Recent years have seen a rapid increase in interest in the electrification of road transport, driven both by technological advances in energy storage and increasing regulatory pressure to reduce pollutant emissions. Electric light commercial vehicles (LCVs) are a particularly important segment in this context, as they are heavily used in urban distribution, where their operation can significantly contribute to reducing local emissions.
The primary advantage of electric LCVs is the absence of exhaust emissions at the point of use, which helps reduce the concentration of nitrogen oxides (NOₓ), particulate matter (PM), and carbon dioxide (CO₂) in the urban environment. This is particularly important in the context of achieving the European Union’s climate policy goals and implementing clean transport zones in cities. Unlike combustion vehicles, electric vehicles also feature lower noise levels, which positively impacts acoustic comfort in urban spaces, especially during nighttime deliveries.
Another advantage is lower operating costs resulting from the simpler drivetrain design and lower electricity costs compared to fossil fuels. Electric vehicles do not require regular replacement, such as engine oils, fuel filters, or exhaust systems, which reduces the frequency of technical inspections and lowers the total cost of fleet maintenance. Combined with the increasing availability of charging infrastructure and the possibility of using energy tariffs adapted to overnight charging, operating this type of vehicle is becoming increasingly economical [14].
The operational aspect is also important. Electric delivery vehicles offer high torque engine available from the lowest speeds, facilitating maneuvering in urban environments and increasing dynamic starting. The range of modern models fully covers the needs of most last-mile distribution operations, and the ability to charge using fast chargers allows for flexible route planning and reduced downtime.
It’s worth noting that electric vehicles are equipped with a system for energy recuperation during braking.
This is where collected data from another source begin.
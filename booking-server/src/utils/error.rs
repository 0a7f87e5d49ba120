//! 统一错误处理
//!
//! 提供应用级错误类型和响应结构：
//! - [`AppError`] - 应用错误枚举
//! - [`AppResponse`] - API 响应结构
//!
//! 预期的竞争结果 (Conflict) 是值而非异常：下层以结构化结果返回，
//! 只有本层把内部错误翻译成用户可见的响应。

use axum::{
    Json,
    http::StatusCode,
    response::{IntoResponse, Response},
};
use serde::Serialize;
use tracing::error;

/// API 统一响应结构
///
/// ```json
/// {
///   "success": true,
///   "data": { ... },
///   "error": null
/// }
/// ```
#[derive(Debug, Clone, Serialize, serde::Deserialize)]
#[serde(rename_all = "camelCase")]
pub struct AppResponse<T> {
    pub success: bool,
    #[serde(skip_serializing_if = "Option::is_none")]
    pub data: Option<T>,
    #[serde(skip_serializing_if = "Option::is_none")]
    pub error: Option<String>,
}

impl<T> AppResponse<T> {
    /// 创建成功响应
    pub fn success(data: T) -> Self {
        Self {
            success: true,
            data: Some(data),
            error: None,
        }
    }

    /// 创建错误响应
    pub fn fail(message: impl Into<String>) -> Self {
        Self {
            success: false,
            data: None,
            error: Some(message.into()),
        }
    }
}

/// 应用错误枚举
#[derive(Debug, thiserror::Error)]
pub enum AppError {
    // ========== 业务逻辑错误 (4xx) ==========
    #[error("Resource not found: {0}")]
    /// 资源不存在 (404)
    NotFound(String),

    #[error("Conflict: {0}")]
    /// 资源冲突 (409) - 竞争中的预期结果，不记为应用错误
    Conflict(String),

    #[error("Validation failed: {0}")]
    /// 验证失败 (400)
    Validation(String),

    #[error("Payment failed: {0}")]
    /// 支付失败 (422)
    PaymentFailed(String),

    // ========== 系统错误 (5xx) ==========
    #[error("Database error: {0}")]
    /// 数据库错误 (500)
    Database(String),

    #[error("Internal server error: {0}")]
    /// 内部错误 (500)
    Internal(String),
}

impl IntoResponse for AppError {
    fn into_response(self) -> Response {
        let (status, message) = match &self {
            // Not found (404)
            AppError::NotFound(msg) => (StatusCode::NOT_FOUND, msg.clone()),

            // Conflict (409) - expected under contention, never logged as an error
            AppError::Conflict(msg) => (StatusCode::CONFLICT, msg.clone()),

            // Validation (400)
            AppError::Validation(msg) => (StatusCode::BAD_REQUEST, msg.clone()),

            // Payment (422)
            AppError::PaymentFailed(_) => (
                StatusCode::UNPROCESSABLE_ENTITY,
                "Payment processing failed".to_string(),
            ),

            // Database errors (500) - logged, detail never leaks to the client
            AppError::Database(msg) => {
                error!(target: "database", error = %msg, "Database error occurred");
                (
                    StatusCode::INTERNAL_SERVER_ERROR,
                    "Please try again later".to_string(),
                )
            }

            // Internal errors (500)
            AppError::Internal(msg) => {
                error!(target: "internal", error = %msg, "Internal error occurred");
                (
                    StatusCode::INTERNAL_SERVER_ERROR,
                    "Please try again later".to_string(),
                )
            }
        };

        let body = Json(AppResponse::<()>::fail(message));
        (status, body).into_response()
    }
}

// ========== Helper Constructors ==========

impl AppError {
    pub fn not_found(msg: impl Into<String>) -> Self {
        Self::NotFound(msg.into())
    }

    pub fn conflict(msg: impl Into<String>) -> Self {
        Self::Conflict(msg.into())
    }

    pub fn validation(msg: impl Into<String>) -> Self {
        Self::Validation(msg.into())
    }

    pub fn database(msg: impl Into<String>) -> Self {
        Self::Database(msg.into())
    }

    pub fn internal(msg: impl Into<String>) -> Self {
        Self::Internal(msg.into())
    }
}

/// Result alias for API handlers
pub type AppResult<T> = Result<T, AppError>;

// ========== Helper functions ==========

/// Create a successful response
pub fn ok<T: Serialize>(data: T) -> Json<AppResponse<T>> {
    Json(AppResponse::success(data))
}
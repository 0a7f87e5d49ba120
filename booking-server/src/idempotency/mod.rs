//! Idempotency cache (Layer 3)
//!
//! Maps a client-chosen key to the terminal response of a
//! create-reservation call under `idem:{key}`. A replay within the TTL
//! returns the identical cached response instead of re-running payment or
//! ledger side effects. Write-once-intent: the coordinator only writes
//! after computing the canonical result, so no compare-and-swap is needed.

use std::sync::Arc;
use std::time::Duration;

use shared::response::BookingResponse;
use tracing::warn;

use crate::kv::{KvStore, idem_key};

#[derive(Clone)]
pub struct IdempotencyStore {
    kv: Arc<dyn KvStore>,
    ttl: Duration,
}

impl IdempotencyStore {
    pub fn new(kv: Arc<dyn KvStore>, ttl: Duration) -> Self {
        Self { kv, ttl }
    }

    /// Look up a cached response. Store miss, corrupt payload, or an
    /// unreachable store all mean the caller proceeds with real execution.
    pub async fn check(&self, key: &str) -> Option<BookingResponse> {
        match self.kv.get(&idem_key(key)).await {
            Ok(Some(json)) => match serde_json::from_str(&json) {
                Ok(response) => Some(response),
                Err(e) => {
                    warn!(key, error = %e, "Discarding corrupt idempotency record");
                    None
                }
            },
            Ok(None) => None,
            Err(e) => {
                warn!(key, error = %e, "Idempotency store unreachable, executing for real");
                None
            }
        }
    }

    /// Cache the terminal response. Failures are logged, not fatal; the
    /// booking already succeeded.
    pub async fn put(&self, key: &str, response: &BookingResponse) {
        let json = match serde_json::to_string(response) {
            Ok(json) => json,
            Err(e) => {
                warn!(key, error = %e, "Failed to serialize idempotency record");
                return;
            }
        };
        if let Err(e) = self.kv.set_ex(&idem_key(key), &json, self.ttl).await {
            warn!(key, error = %e, "Failed to cache idempotency record");
        }
    }
}

#[cfg(test)]
mod tests {
    use super::*;
    use crate::kv::MemoryKvStore;
    use chrono::Utc;
    use shared::models::ReservationStatus;
    use uuid::Uuid;

    fn response() -> BookingResponse {
        BookingResponse {
            reservation_id: Uuid::new_v4(),
            confirmation_code: "ABCDEF".to_string(),
            status: ReservationStatus::Confirmed,
            restaurant_name: "Chez Test".to_string(),
            cuisine: None,
            date_time: Utc::now(),
            party_size: 2,
        }
    }

    #[tokio::test]
    async fn replay_returns_identical_response() {
        let store = IdempotencyStore::new(
            Arc::new(MemoryKvStore::new()),
            Duration::from_secs(86_400),
        );
        assert!(store.check("key-1").await.is_none());

        let original = response();
        store.put("key-1", &original).await;

        let replayed = store.check("key-1").await.expect("cached response");
        assert_eq!(replayed, original);
        // A different key is a different logical attempt
        assert!(store.check("key-2").await.is_none());
    }
}
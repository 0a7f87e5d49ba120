//! Domain events
//!
//! Published fire-and-forget by the booking server; consumers (dashboards,
//! notification workers) assume at-least-once delivery. The server never
//! blocks on, or retries, a publish.

use chrono::{DateTime, Utc};
use serde::{Deserialize, Serialize};
use uuid::Uuid;

/// Typed booking domain event
#[derive(Debug, Clone, Serialize, Deserialize)]
#[serde(tag = "type", rename_all = "snake_case")]
pub enum BookingEvent {
    SlotHeld {
        slot_id: Uuid,
        user_id: Uuid,
        expires_at: DateTime<Utc>,
    },
    SlotReleased {
        slot_id: Uuid,
        reason: Option<String>,
    },
    ReservationCreated {
        reservation_id: Uuid,
        user_id: Uuid,
        restaurant_id: Uuid,
        slot_id: Uuid,
        confirmation_code: String,
        start_time: DateTime<Utc>,
        party_size: i64,
    },
    ReservationCancelled {
        reservation_id: Uuid,
        user_id: Uuid,
        restaurant_id: Uuid,
        slot_id: Uuid,
        reason: Option<String>,
    },
}

impl BookingEvent {
    /// Event name for logging / routing
    pub fn name(&self) -> &'static str {
        match self {
            BookingEvent::SlotHeld { .. } => "slot_held",
            BookingEvent::SlotReleased { .. } => "slot_released",
            BookingEvent::ReservationCreated { .. } => "reservation_created",
            BookingEvent::ReservationCancelled { .. } => "reservation_cancelled",
        }
    }
}
//! Time Slot Repository

use chrono::NaiveDate;
use shared::models::TimeSlot;
use shared::response::AvailableSlotDetail;
use sqlx::SqlitePool;
use uuid::Uuid;

use super::RepoResult;

const SLOT_COLUMNS: &str = "slot_id, restaurant_id, table_id, table_group_id, \
     start_time, end_time, date, status, capacity, held_by, held_until";

#[derive(Clone)]
pub struct SlotRepository {
    pool: SqlitePool,
}

impl SlotRepository {
    pub fn new(pool: SqlitePool) -> Self {
        Self { pool }
    }

    /// Find slot by id
    pub async fn find_by_id(&self, slot_id: Uuid) -> RepoResult<Option<TimeSlot>> {
        let slot = sqlx::query_as::<_, TimeSlot>(&format!(
            "SELECT {SLOT_COLUMNS} FROM time_slots WHERE slot_id = ?"
        ))
        .bind(slot_id)
        .fetch_optional(&self.pool)
        .await?;
        Ok(slot)
    }

    /// Available slots for one restaurant and date, joined with their
    /// tables for display. `min_capacity` filters out tables too small for
    /// the party.
    pub async fn find_available(
        &self,
        restaurant_id: Uuid,
        date: NaiveDate,
        min_capacity: i64,
        table_group_id: Option<Uuid>,
    ) -> RepoResult<Vec<AvailableSlotDetail>> {
        let base = "SELECT ts.slot_id, ts.start_time, ts.end_time, \
                    dt.table_number, tg.name AS table_group_name, ts.capacity \
             FROM time_slots ts \
             JOIN dining_tables dt ON dt.table_id = ts.table_id \
             LEFT JOIN table_groups tg ON tg.table_group_id = ts.table_group_id \
             WHERE ts.restaurant_id = ? AND ts.date = ? \
               AND ts.status = 'AVAILABLE' AND ts.capacity >= ?";

        let slots = match table_group_id {
            Some(group_id) => {
                let sql = format!("{base} AND ts.table_group_id = ? ORDER BY ts.start_time");
                sqlx::query_as::<_, AvailableSlotDetail>(&sql)
                    .bind(restaurant_id)
                    .bind(date)
                    .bind(min_capacity)
                    .bind(group_id)
                    .fetch_all(&self.pool)
                    .await?
            }
            None => {
                let sql = format!("{base} ORDER BY ts.start_time");
                sqlx::query_as::<_, AvailableSlotDetail>(&sql)
                    .bind(restaurant_id)
                    .bind(date)
                    .bind(min_capacity)
                    .fetch_all(&self.pool)
                    .await?
            }
        };
        Ok(slots)
    }
}
//! Hold protocol properties under contention
//!
//! The hold layer only needs "at most one wins" per slot; there is no
//! ordering guarantee between competing acquire calls. These tests race
//! real tasks against the same store the server wires in.

use std::sync::Arc;
use std::time::Duration;

use futures::future::join_all;
use uuid::Uuid;

use booking_server::services::EventPublisher;
use booking_server::{HoldOutcome, HoldStore, MemoryKvStore};

fn hold_store() -> HoldStore {
    HoldStore::new(
        Arc::new(MemoryKvStore::new()),
        EventPublisher::default(),
        Duration::from_secs(300),
    )
}

#[tokio::test]
async fn concurrent_acquires_have_exactly_one_winner() {
    let holds = hold_store();
    let slot_id = Uuid::new_v4();

    let attempts = (0..8).map(|_| {
        let holds = holds.clone();
        tokio::spawn(async move { holds.acquire(slot_id, Uuid::new_v4()).await })
    });
    let outcomes = join_all(attempts).await;

    let winners = outcomes
        .into_iter()
        .map(|handle| handle.expect("task panicked"))
        .filter(|outcome| matches!(outcome, HoldOutcome::Acquired { .. }))
        .count();
    assert_eq!(winners, 1, "exactly one concurrent acquire may win");
}

#[tokio::test]
async fn re_hold_by_same_user_returns_usable_token() {
    let holds = hold_store();
    let slot_id = Uuid::new_v4();
    let user_id = Uuid::new_v4();

    let HoldOutcome::Acquired { token: first, .. } = holds.acquire(slot_id, user_id).await else {
        panic!("first acquire must succeed");
    };
    let HoldOutcome::Acquired { token: second, .. } = holds.acquire(slot_id, user_id).await else {
        panic!("re-hold by the same user must succeed");
    };

    // The original token stays valid; the retry is not punished
    assert_eq!(first, second);
    assert!(holds.validate(slot_id, &second).await.unwrap());
}

#[tokio::test]
async fn competing_user_is_denied_while_hold_lives() {
    let holds = hold_store();
    let slot_id = Uuid::new_v4();

    assert!(matches!(
        holds.acquire(slot_id, Uuid::new_v4()).await,
        HoldOutcome::Acquired { .. }
    ));
    assert!(matches!(
        holds.acquire(slot_id, Uuid::new_v4()).await,
        HoldOutcome::Denied
    ));
}

#[tokio::test]
async fn expired_hold_frees_the_slot_for_another_user() {
    let holds = hold_store();
    let slot_id = Uuid::new_v4();
    let first_user = Uuid::new_v4();
    let second_user = Uuid::new_v4();

    assert!(matches!(
        holds
            .acquire_with_ttl(slot_id, first_user, Duration::from_secs(1))
            .await,
        HoldOutcome::Acquired { .. }
    ));
    assert!(matches!(
        holds.acquire(slot_id, second_user).await,
        HoldOutcome::Denied
    ));

    tokio::time::sleep(Duration::from_millis(1200)).await;

    // TTL expiry is the only reaper; no sweeper ran
    assert!(matches!(
        holds.acquire(slot_id, second_user).await,
        HoldOutcome::Acquired { .. }
    ));
}

#[tokio::test]
async fn holds_on_different_slots_are_independent() {
    let holds = hold_store();
    let user_id = Uuid::new_v4();

    for _ in 0..4 {
        assert!(matches!(
            holds.acquire(Uuid::new_v4(), user_id).await,
            HoldOutcome::Acquired { .. }
        ));
    }
}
The amount of energy recovered depends on the braking method, the efficiency of the energy conversion system, and kinetic energy, which increases with increasing vehicle weight (carrying loads). Energy recuperation from a braking vehicle reduces the load on the braking system, which has a positive impact on particulate matter emissions into the environment [15].
From a social and image perspective, the use of electric vehicles in light transport is also a component of a company’s sustainable development strategy. The introduction of low-emission transport solutions allows companies to build a reputation as innovative and environmentally responsible entities, which can have a positive impact on relationships with business partners and consumers. In summary, light-duty electric vehicles combine ecological, economic, and operational benefits, making them an attractive alternative to conventional combustion vehicles, especially for urban applications. Their further development and widespread adoption represent a significant step towards decarbonizing road transport and improving the quality of life in urban areas [14].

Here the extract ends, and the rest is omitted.